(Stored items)
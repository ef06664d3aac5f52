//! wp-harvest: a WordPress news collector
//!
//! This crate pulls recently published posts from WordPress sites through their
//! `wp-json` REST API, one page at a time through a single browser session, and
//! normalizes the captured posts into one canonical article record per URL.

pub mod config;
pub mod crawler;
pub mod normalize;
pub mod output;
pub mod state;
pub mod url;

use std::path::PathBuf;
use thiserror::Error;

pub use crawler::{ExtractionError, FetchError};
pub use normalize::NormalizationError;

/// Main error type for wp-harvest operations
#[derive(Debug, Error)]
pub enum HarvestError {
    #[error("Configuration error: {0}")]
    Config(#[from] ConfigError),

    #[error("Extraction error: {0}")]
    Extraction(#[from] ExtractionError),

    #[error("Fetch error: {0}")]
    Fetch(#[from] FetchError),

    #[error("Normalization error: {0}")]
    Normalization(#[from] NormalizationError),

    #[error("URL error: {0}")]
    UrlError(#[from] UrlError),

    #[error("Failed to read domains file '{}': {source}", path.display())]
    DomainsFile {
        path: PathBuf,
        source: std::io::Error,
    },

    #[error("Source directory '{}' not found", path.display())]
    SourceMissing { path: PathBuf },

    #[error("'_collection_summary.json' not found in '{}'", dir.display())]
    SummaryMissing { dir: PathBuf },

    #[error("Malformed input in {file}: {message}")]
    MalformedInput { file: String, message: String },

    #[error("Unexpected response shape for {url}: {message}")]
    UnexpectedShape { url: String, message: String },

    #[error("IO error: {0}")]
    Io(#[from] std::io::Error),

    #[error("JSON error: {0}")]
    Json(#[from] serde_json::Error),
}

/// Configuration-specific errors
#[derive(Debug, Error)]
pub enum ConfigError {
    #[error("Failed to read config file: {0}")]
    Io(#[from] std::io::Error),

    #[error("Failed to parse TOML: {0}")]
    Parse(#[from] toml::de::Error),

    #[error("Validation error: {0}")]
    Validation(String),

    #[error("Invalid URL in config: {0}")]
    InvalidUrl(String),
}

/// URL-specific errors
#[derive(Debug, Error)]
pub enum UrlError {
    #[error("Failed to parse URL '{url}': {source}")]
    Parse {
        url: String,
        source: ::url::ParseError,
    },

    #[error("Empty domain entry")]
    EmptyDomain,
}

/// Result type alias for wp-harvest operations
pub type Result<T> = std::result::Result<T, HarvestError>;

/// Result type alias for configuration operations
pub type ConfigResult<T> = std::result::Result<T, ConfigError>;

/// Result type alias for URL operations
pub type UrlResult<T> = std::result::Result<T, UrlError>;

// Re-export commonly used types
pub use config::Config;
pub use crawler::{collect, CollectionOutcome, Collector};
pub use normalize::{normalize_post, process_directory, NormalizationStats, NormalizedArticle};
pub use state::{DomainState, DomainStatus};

* * *

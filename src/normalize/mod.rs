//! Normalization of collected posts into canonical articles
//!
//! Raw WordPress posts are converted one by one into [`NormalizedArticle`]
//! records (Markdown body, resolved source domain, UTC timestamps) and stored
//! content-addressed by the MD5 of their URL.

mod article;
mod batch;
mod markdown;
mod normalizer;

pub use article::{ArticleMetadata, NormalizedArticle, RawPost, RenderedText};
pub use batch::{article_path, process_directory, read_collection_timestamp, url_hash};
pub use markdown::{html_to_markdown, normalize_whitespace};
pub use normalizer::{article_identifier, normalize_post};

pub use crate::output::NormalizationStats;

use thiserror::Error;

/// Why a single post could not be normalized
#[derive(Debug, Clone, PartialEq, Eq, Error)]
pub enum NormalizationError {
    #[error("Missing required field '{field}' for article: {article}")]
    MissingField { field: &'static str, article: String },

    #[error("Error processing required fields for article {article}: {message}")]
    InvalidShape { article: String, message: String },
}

## TASK TO CARRY OUT:
Restate word for word only the lines above from the line containing "repository ef06664d3aac5f52" to the line containing "browser session, and", both of them included.

## RESULT OF THIS TASK:
repository ef06664d3aac5f52
//! wp-harvest: a WordPress news collector
//!
//! This crate pulls recently published posts from WordPress sites through their
//! `wp-json` REST API, one page at a time through a single browser session, and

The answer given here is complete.